Thirdly, the clinical development of mRNA-based treatments requires significant capital investment to foster ongoing innovation. Despite the economic challenges experienced across various sectors in the past year, there's a bright spot in the form of increased innovation and investment in Advanced Therapy Medicinal Products (ATMPs) within the APAC region (as indicated by the Alliance of Regenerative Medicine report).

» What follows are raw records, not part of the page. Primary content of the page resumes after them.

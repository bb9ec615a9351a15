pub mod core;
pub mod main;
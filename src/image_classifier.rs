pub mod impl_fake;
pub mod impl_tract_onnx;
pub mod interface;
pub mod models;
pub mod top_k;
pub mod tract;
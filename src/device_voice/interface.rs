#[derive(Debug, thiserror::Error)]
pub enum VoiceError {
    #[error("speech synthesizer unavailable: {0}")]
    Unavailable(String),
}

pub trait DeviceVoice: Send + Sync {
    fn is_speaking(&self) -> bool;

    /// Starts speaking `text`. `Ok(false)` means the synthesizer declined,
    /// e.g. because it was still busy.
    fn speak(&self, text: &str) -> Result<bool, VoiceError>;
}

Governments and the industry have been actively providing funding support to establish mRNA capabilities, with infectious diseases as an immediate target. For instance, Ricoh started a Biomedical Startup Fund in Japan to support mRNA drug discovery and invest in local startups in the drug research field, enhancing their support for mRNA drug development. Quite recently, ARCALIS, a partnership between Axcelead and Arcturus, received $115 million in grants from the Japanese government. This funding will be used to build a factory and buy equipment for mRNA drug production meeting Good Manufacturing Practice (cGMP) standards. This global trend is reinforced by The Coalition for Epidemic Preparedness Innovations (CEPI), which recently pledged funding of up to $3.6 million to propel Gennova Biopharmaceutical's self-amplifying thermostable mRNA vaccine platform. This funding is specifically directed towards expediting the development of vaccine candidates targeting "Disease X."

The cumulative efforts and financial support of various countries and organisations in supporting mRNA research and development is crucial not only for immediate applications targeting infectious diseases but also for creating a robust knowledge and platform base that can be leveraged to expand mRNA applications into other critical areas, including cancer therapeutics.